Is there a method that allows this to be done in SQL Server? I have looked at creating an SSIS that exports the database schema and data, then putting a row sampling task to reduce the amount of data flowing into the new database but I wondered if there is a better method of doing this?

Nutty81
  • 33
  • 4
  • 3
    _10% copy..._ Of what? tables or content of all tables? – B001ᛦ Sep 05 '18 at 12:14
  • Yes. All the tables and 10% of the data within them. Approximately, due to dependencies this might be larger in some tables etc. – Nutty81 Sep 05 '18 at 12:17
  • Asking for tool recommendations is off topic and your question is too broad so you're unlikely to get an answer. Try to do some research and solve the problem and come back with specific questions about where you are having trouble and you'll get the help you need then. My advice would be to have an empty development database scripted in source control with scripts to populate dummy data for development purposes. Check out [dbup](https://dbup.github.io/) I've used that in the past for what I've suggested. – Tanner Sep 05 '18 at 12:18
  • I have updated my question, as per your suggestion. – Nutty81 Sep 05 '18 at 12:25

2 Answers2

2

This is a hard topic, and it does take some work. There are a few approaches here, and I'll add something in addition to what HoneyBadger noted.

First, I do know of Data Bee that subsets databases, but this might not be sufficient for you. You can use a trial of this to see if it works.

Second, I generally recommend you get a curated data set for development areas (dev, test, UAT, etc) that contains the cases of the problem domains you need to solve. There are two ways of doing this. One is data virtualization software, which is what Redgate uses in SQL Clone, Delphix in their products, and a few others.
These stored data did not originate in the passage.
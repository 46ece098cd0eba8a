//! Inspect command implementation
//!
//! Parses a WAVE file's header and reports its format and payload hash.

use anyhow::{Context, Result};
use blocktape_backend_audio::wav::compute_pcm_hash;
use blocktape_backend_audio::{parse_wav_header, AudioError, WavInfo};
use blocktape_spec::BackendError;
use colored::Colorize;
use std::process::ExitCode;

use super::json_output::{error_codes, InspectOutput, InspectResult, JsonError};

/// Run the inspect command
///
/// # Returns
/// Exit code: 0 if the file is a valid container, 1 otherwise
pub fn run(input: &str, json_output: bool) -> Result<ExitCode> {
    if json_output {
        run_json(input)
    } else {
        run_human(input)
    }
}

fn run_human(input: &str) -> Result<ExitCode> {
    println!("{} {}", "Inspecting:".cyan().bold(), input);
    let data = std::fs::read(input).with_context(|| format!("Failed to read file: {}", input))?;
    let (info, pcm_hash) = inspect_bytes(&data)?;

    println!("  {} {}", "Channels:".dimmed(), info.channels);
    println!("  {} {} Hz", "Sample rate:".dimmed(), info.sample_rate);
    println!("  {} {}", "Bits per sample:".dimmed(), info.bits_per_sample);
    println!("  {} {}", "Byte rate:".dimmed(), info.byte_rate);
    println!("  {} {}", "Block align:".dimmed(), info.block_align);
    println!(
        "  {} {} frames ({:.3}s)",
        "Length:".dimmed(),
        info.num_frames,
        info.duration_seconds()
    );
    println!("  {} {}", "PCM hash:".dimmed(), pcm_hash);
    println!("{}", "Valid RIFF/WAVE container".green().bold());

    Ok(ExitCode::SUCCESS)
}

fn run_json(input: &str) -> Result<ExitCode> {
    let output = match std::fs::read(input) {
        Err(e) => InspectOutput {
            success: false,
            errors: vec![JsonError::new(error_codes::FILE_READ, e.to_string())],
            result: None,
        },
        Ok(data) => match inspect_bytes(&data) {
            Ok((info, pcm_hash)) => InspectOutput {
                success: true,
                errors: Vec::new(),
                result: Some(InspectResult {
                    path: input.to_string(),
                    duration_seconds: info.duration_seconds(),
                    info,
                    pcm_hash,
                }),
            },
            Err(e) => InspectOutput {
                success: false,
                errors: vec![JsonError::new(e.code(), e.to_string())],
                result: None,
            },
        },
    };

    println!("{}", serde_json::to_string_pretty(&output)?);
    Ok(if output.success {
        ExitCode::SUCCESS
    } else {
        ExitCode::from(1)
    })
}

/// Header fields and the BLAKE3 hash of the PCM payload.
pub fn inspect_bytes(data: &[u8]) -> Result<(WavInfo, String), AudioError> {
    let info = parse_wav_header(data)?;
    let pcm_hash = compute_pcm_hash(data)
        .ok_or_else(|| AudioError::InvalidContainer("missing data chunk".into()))?;
    Ok((info, pcm_hash))
}

#[cfg(test)]
mod tests {
    use super::*;
    use blocktape_backend_audio::wav::buffer_to_wav;
    use blocktape_spec::SampleBuffer;

    #[test]
    fn test_inspect_bytes() {
        let wav = buffer_to_wav(&SampleBuffer::stereo(vec![0, 1, 2, 3, 4, 5]));
        let (info, hash) = inspect_bytes(&wav).unwrap();
        assert_eq!(info.num_frames, 3);
        assert_eq!(info.channels, 2);
        assert_eq!(hash.len(), 64);
    }

    #[test]
    fn test_inspect_rejects_garbage() {
        assert!(inspect_bytes(b"not a wave file").is_err());
    }
}
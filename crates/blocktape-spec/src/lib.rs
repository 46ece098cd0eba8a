//! Blocktape data model
//!
//! This crate provides the types shared by every Blocktape component:
//! source events, musical parameters, generated tracks, and streaming
//! session state, together with batch validation, music theory helpers,
//! and canonical hashing.
//!
//! # Example
//!
//! ```
//! use blocktape_spec::{SourceEvent, BatchStats};
//! use blocktape_spec::validation::validate_batch;
//!
//! let batch: Vec<SourceEvent> = (0..3)
//!     .map(|i| {
//!         SourceEvent::builder(100 + i, "0xabc")
//!             .cost(5e9)
//!             .flow(21_000.0)
//!             .build()
//!     })
//!     .collect();
//!
//! assert!(validate_batch(&batch).is_ok());
//! assert_eq!(BatchStats::from_events(&batch).count, 3);
//! ```
//!
//! # Modules
//!
//! - [`error`]: Validation errors and the shared backend error trait
//! - [`event`]: Source events and batch statistics
//! - [`hash`]: Canonical hashing and seed derivation
//! - [`params`]: Musical parameter set
//! - [`session`]: Streaming session state
//! - [`theory`]: Pitch classes, modes, chord symbols
//! - [`track`]: Sample buffers, generated tracks, metadata
//! - [`validation`]: Batch validation

pub mod error;
pub mod event;
pub mod hash;
pub mod params;
pub mod session;
pub mod theory;
pub mod track;
pub mod validation;

// Re-export commonly used types at the crate root
pub use error::{
    BackendError, ErrorCode, GenerationError, SpecError, ValidationError, ValidationResult,
};
pub use event::{BatchStats, SourceEvent, SourceEventBuilder};
pub use hash::{canonical_hash, derive_component_seed, select_index};
pub use params::{
    FeatureFlags, MusicParameters, RhythmPatterns, SectionLengths, TimeSignature, DEFAULT_BASS,
    DEFAULT_HIHAT, DEFAULT_KICK, DEFAULT_SNARE,
};
pub use session::{CurrentTrack, SessionState, SessionStats, SnapshotReceipt, StreamingSession};
pub use theory::{Chord, ChordQuality, PitchClass, ScaleMode, TheoryError};
pub use track::{
    Attribute, AttributeValue, GeneratedTrack, Provenance, SampleBuffer, TrackMetadata,
    CHANNELS, MAX_DURATION_SECONDS, SAMPLE_RATE,
};
pub use validation::validate_batch;

/// Generator name recorded in provenance blocks.
pub const GENERATOR_NAME: &str = "blocktape";
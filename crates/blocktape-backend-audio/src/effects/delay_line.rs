//! Ring buffer for the echo stage.

/// Fixed-size ring buffer read at an integer delay.
#[derive(Debug, Clone)]
pub struct DelayLine {
    buffer: Vec<f64>,
    write_pos: usize,
}

impl DelayLine {
    /// Creates a delay line holding up to `max_samples` samples.
    pub fn new(max_samples: usize) -> Self {
        Self {
            buffer: vec![0.0; max_samples.max(4)],
            write_pos: 0,
        }
    }

    pub fn capacity(&self) -> usize {
        self.buffer.len()
    }

    pub fn write(&mut self, sample: f64) {
        self.buffer[self.write_pos] = sample;
        self.write_pos = (self.write_pos + 1) % self.buffer.len();
    }

    /// Sample written `delay_samples` writes ago (1 is the most recent).
    /// Delays beyond the capacity are clamped.
    pub fn read(&self, delay_samples: usize) -> f64 {
        let len = self.buffer.len();
        let delay = delay_samples.clamp(1, len);
        self.buffer[(self.write_pos + len - delay) % len]
    }
}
This essentially copies production once and then shares that out to all devs/qa/etc. It reduces much of the time/storage required for getting copies. That can help.

The other way is to build a dataset, and here's what I do for some clients.
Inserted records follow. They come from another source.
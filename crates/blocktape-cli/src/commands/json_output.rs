//! JSON output types for machine-readable CLI output (`--json`).

use blocktape_backend_audio::WavInfo;
use blocktape_spec::GenerationError;
use serde::Serialize;

/// Error codes for CLI operations.
///
/// Backend errors pass through their own codes (`MUSIC_001`, `AUDIO_003`, ...).
pub mod error_codes {
    /// Event file could not be read or parsed
    pub const INPUT: &str = "CLI_001";
    /// Output could not be written
    pub const OUTPUT: &str = "CLI_002";
    /// WAVE file could not be read
    pub const FILE_READ: &str = "CLI_003";
    /// Generation failed outside a backend
    pub const GENERATION_ERROR: &str = "CLI_010";
}

/// A structured error in JSON output.
#[derive(Debug, Clone, Serialize, PartialEq, Eq)]
pub struct JsonError {
    /// Stable error code
    pub code: String,
    /// Human-readable error message
    pub message: String,
    /// Backend category ("music", "audio") for backend failures
    #[serde(skip_serializing_if = "Option::is_none")]
    pub category: Option<String>,
}

impl JsonError {
    pub fn new(code: impl Into<String>, message: impl Into<String>) -> Self {
        Self {
            code: code.into(),
            message: message.into(),
            category: None,
        }
    }

    /// Reports a backend failure under its own code and category.
    pub fn from_generation(err: &GenerationError) -> Self {
        Self {
            code: err.code.to_string(),
            message: err.message.clone(),
            category: Some(err.category.to_string()),
        }
    }
}

/// JSON output for the `generate` command.
#[derive(Debug, Clone, Serialize)]
pub struct GenerateOutput {
    pub success: bool,
    pub errors: Vec<JsonError>,
    #[serde(skip_serializing_if = "Option::is_none")]
    pub result: Option<GenerateResult>,
    /// BLAKE3 hash of the event file
    #[serde(skip_serializing_if = "Option::is_none")]
    pub source_hash: Option<String>,
}

/// Details of a generated track.
#[derive(Debug, Clone, Serialize)]
pub struct GenerateResult {
    pub track_id: String,
    pub wav_path: String,
    pub metadata_path: String,
    pub duration_seconds: f64,
    pub tempo: f64,
    pub key: String,
    pub scale: String,
    pub time_bucket: u64,
    pub params_hash: String,
    pub pcm_hash: String,
    pub preview: bool,
    pub duration_ms: u64,
}

/// JSON output for the `inspect` command.
#[derive(Debug, Clone, Serialize)]
pub struct InspectOutput {
    pub success: bool,
    pub errors: Vec<JsonError>,
    #[serde(skip_serializing_if = "Option::is_none")]
    pub result: Option<InspectResult>,
}

/// Header fields and payload hash of an inspected file.
#[derive(Debug, Clone, Serialize)]
pub struct InspectResult {
    pub path: String,
    #[serde(flatten)]
    pub info: WavInfo,
    pub duration_seconds: f64,
    pub pcm_hash: String,
}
If you are working in mortgages, as HoneyBadger notes, you might need to account for fixed loans, variable APR, various terms, etc. Often the easiest way to do this is learn what cases your customers are asking about for new features, or what business analysts use and then copy those items to a new database. These will likely be relative few rows of tranasactional data and all lookup type data.

This is also an ongoing process as you realize you've missed things. Save that database in VCS or a known location and use it as a source for your system. If your devs, your build system, your QA, all pull from here, you get a consistent set of data. You can augment this with random data, something like Redgate Data Generator, to help fill in some values.
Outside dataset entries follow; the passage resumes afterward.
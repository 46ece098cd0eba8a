//! Upstream data source interface and a replaying implementation.

use std::path::Path;
use std::sync::atomic::{AtomicUsize, Ordering};

use async_trait::async_trait;
use blocktape_spec::SourceEvent;
use serde::Deserialize;

use crate::error::{StreamError, StreamResult};

/// Supplies batches of recent source events.
///
/// Retries, timeouts, and authentication are the implementor's concern. An
/// empty batch means "no new activity".
#[async_trait]
pub trait EventSource: Send + Sync {
    /// Returns up to `count` recent events, ordered most-recent-last.
    async fn fetch_recent_events(&self, count: usize) -> StreamResult<Vec<SourceEvent>>;
}

/// Replay file layout: a list of batches, or a single batch.
#[derive(Deserialize)]
#[serde(untagged)]
enum ReplayFile {
    Batches(Vec<Vec<SourceEvent>>),
    Single(Vec<SourceEvent>),
}

/// Cycles through recorded batches, one per fetch.
#[derive(Debug, Default)]
pub struct ReplayEventSource {
    batches: Vec<Vec<SourceEvent>>,
    cursor: AtomicUsize,
}

impl ReplayEventSource {
    pub fn new(batches: Vec<Vec<SourceEvent>>) -> Self {
        Self {
            batches,
            cursor: AtomicUsize::new(0),
        }
    }

    /// Loads batches from JSON: either `[[event, ...], ...]` or `[event, ...]`.
    pub fn from_json_file(path: impl AsRef<Path>) -> StreamResult<Self> {
        let content = std::fs::read_to_string(path)?;
        let batches = match serde_json::from_str::<ReplayFile>(&content) {
            Ok(ReplayFile::Batches(batches)) => batches,
            Ok(ReplayFile::Single(batch)) => vec![batch],
            Err(e) => return Err(StreamError::DataSource(format!("invalid replay file: {}", e))),
        };
        Ok(Self::new(batches))
    }

    pub fn batch_count(&self) -> usize {
        self.batches.len()
    }
}

#[async_trait]
impl EventSource for ReplayEventSource {
    async fn fetch_recent_events(&self, count: usize) -> StreamResult<Vec<SourceEvent>> {
        if self.batches.is_empty() {
            return Ok(Vec::new());
        }
        let index = self.cursor.fetch_add(1, Ordering::Relaxed) % self.batches.len();
        let batch = &self.batches[index];
        let skip = batch.len().saturating_sub(count);
        Ok(batch[skip..].to_vec())
    }
}
//! Container parsing.

use crate::error::{AudioError, AudioResult};

use super::format::WavInfo;
use super::pcm::extract_pcm_data;

fn u16_at(data: &[u8], pos: usize) -> Option<u16> {
    Some(u16::from_le_bytes([*data.get(pos)?, *data.get(pos + 1)?]))
}

fn u32_at(data: &[u8], pos: usize) -> Option<u32> {
    Some(u32::from_le_bytes([
        *data.get(pos)?,
        *data.get(pos + 1)?,
        *data.get(pos + 2)?,
        *data.get(pos + 3)?,
    ]))
}

/// Reads the `fmt ` and `data` chunk headers of a 16-bit PCM WAVE file.
pub fn parse_wav_header(wav_data: &[u8]) -> AudioResult<WavInfo> {
    let invalid = |msg: &str| AudioError::InvalidContainer(msg.to_string());

    if wav_data.len() < 12 || &wav_data[0..4] != b"RIFF" || &wav_data[8..12] != b"WAVE" {
        return Err(invalid("missing RIFF/WAVE signature"));
    }

    let mut pos = 12;
    let mut fmt_pos = None;
    while pos + 8 <= wav_data.len() {
        let size = u32_at(wav_data, pos + 4).ok_or_else(|| invalid("truncated chunk header"))?;
        if &wav_data[pos..pos + 4] == b"fmt " {
            fmt_pos = Some(pos + 8);
            break;
        }
        pos += 8 + size as usize + size as usize % 2;
    }
    let fmt = fmt_pos.ok_or_else(|| invalid("missing fmt chunk"))?;

    let audio_format = u16_at(wav_data, fmt).ok_or_else(|| invalid("truncated fmt chunk"))?;
    if audio_format != 1 {
        return Err(AudioError::InvalidContainer(format!(
            "unsupported audio format {}",
            audio_format
        )));
    }
    let channels = u16_at(wav_data, fmt + 2).ok_or_else(|| invalid("truncated fmt chunk"))?;
    let sample_rate = u32_at(wav_data, fmt + 4).ok_or_else(|| invalid("truncated fmt chunk"))?;
    let byte_rate = u32_at(wav_data, fmt + 8).ok_or_else(|| invalid("truncated fmt chunk"))?;
    let block_align = u16_at(wav_data, fmt + 12).ok_or_else(|| invalid("truncated fmt chunk"))?;
    let bits_per_sample =
        u16_at(wav_data, fmt + 14).ok_or_else(|| invalid("truncated fmt chunk"))?;

    if bits_per_sample != 16 {
        return Err(AudioError::InvalidContainer(format!(
            "unsupported bit depth {}",
            bits_per_sample
        )));
    }
    if channels == 0 || block_align != channels * 2 {
        return Err(invalid("inconsistent block alignment"));
    }

    let data = extract_pcm_data(wav_data).ok_or_else(|| invalid("missing or truncated data chunk"))?;

    Ok(WavInfo {
        channels,
        sample_rate,
        bits_per_sample,
        byte_rate,
        block_align,
        data_len: data.len(),
        num_frames: data.len() / block_align as usize,
    })
}

/// Decodes the interleaved 16-bit samples of a WAVE file.
pub fn decode_samples(wav_data: &[u8]) -> AudioResult<Vec<i16>> {
    parse_wav_header(wav_data)?;
    let data = extract_pcm_data(wav_data)
        .ok_or_else(|| AudioError::InvalidContainer("missing data chunk".to_string()))?;
    Ok(data
        .chunks_exact(2)
        .map(|b| i16::from_le_bytes([b[0], b[1]]))
        .collect())
}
An additive approach is often much easier than subtractive. With that, also keep in mind that masking/obfuscating sensitive data is important. I would be more careful here as the GDPR and other legislation becomes enforced.

Disclosure: I work for Redgate Software.

way0utwest
  • 644
  • 1
  • 6
  • 8
  • Fantastic, thank you for this. I will definitely look at Redgate tools for Data Generations as I already use several other products. – Nutty81 Sep 13 '18 at 08:39
0

While off topic for SO, I did want to give some guidelines you can follow:

I do this fairly regularly, but it is mainly handwork. First you have to decide what the "main entity" of your database is: Does it concern people, accounts, credit cards, or something else? I work mainly in the financial sector, so for me it is usually something like accounts/mortgages etc. But it can be anything, really. You have to decide what everything in your database is related to, the "base entity" so to speak.

Once you have decided on your main entity, you can choose the 10% of your database. For example, if your main entity is Accounts, you can select 10% of AccountId's from an Account table. This 10% you can put in an table.

Next comes the hard work: you'll have to write queries for each and everyone of your tables correlating the respective entities to your main entity. So, if your main entity is a person, you want all that persons addresses, all their accounts, all their phone numbers, all their history related to them. These queries can get quite complicated, and you really need to understand your database well. You'll get queries like:

SELECT      Src.*
INTO        [dbo].[GTP_MSI_MORTGAGERELATION_MORTGAGE_RELATION]
FROM        [ATV].[GTP_MSI_MORTGAGERELATION_MORTGAGE_RELATION] AS Src 
INNER JOIN  atv.GTP_MSI_MORTGAGEREQUEST_APPLICANT APP
        ON  APP.MORTGAGE_RELATION_ID = Src.MORTGAGE_RELATION_ID
INNER JOIN  ATV.GTP_MSI_MORTGAGELOAN_LOAN MLL
        ON  MLL.MORTGAGE_REQUEST_ID = APP.REQUEST_ID
INNER JOIN  dbo.DOOR D
        ON  CONVERT(VARCHAR(255), D.NUMHYP) = MLL.LOAN_NUMBER

In this example the dbo.DOOR table contains a selection of mortgageId's in scope (the example finds all relations between all persons/organizations associated to a mortgage).

What I most often do, is have production data (of some extraction in time) in some schema, and use queries like above to fill the dbo schema. So [ATV].[GTP_MSI_MORTGAGERELATION_MORTGAGE_RELATION] in the example above would contain production data, while its dbo namesake contains a smaller set of that production data (the data related to the mortgages in scope). Once I have the dbo schema filled, I can use anonimization software (I tend to use Red Gate Datagenerator) to remove private/business sensitive information. The anonimized data I can then extract, and use as source for my development database.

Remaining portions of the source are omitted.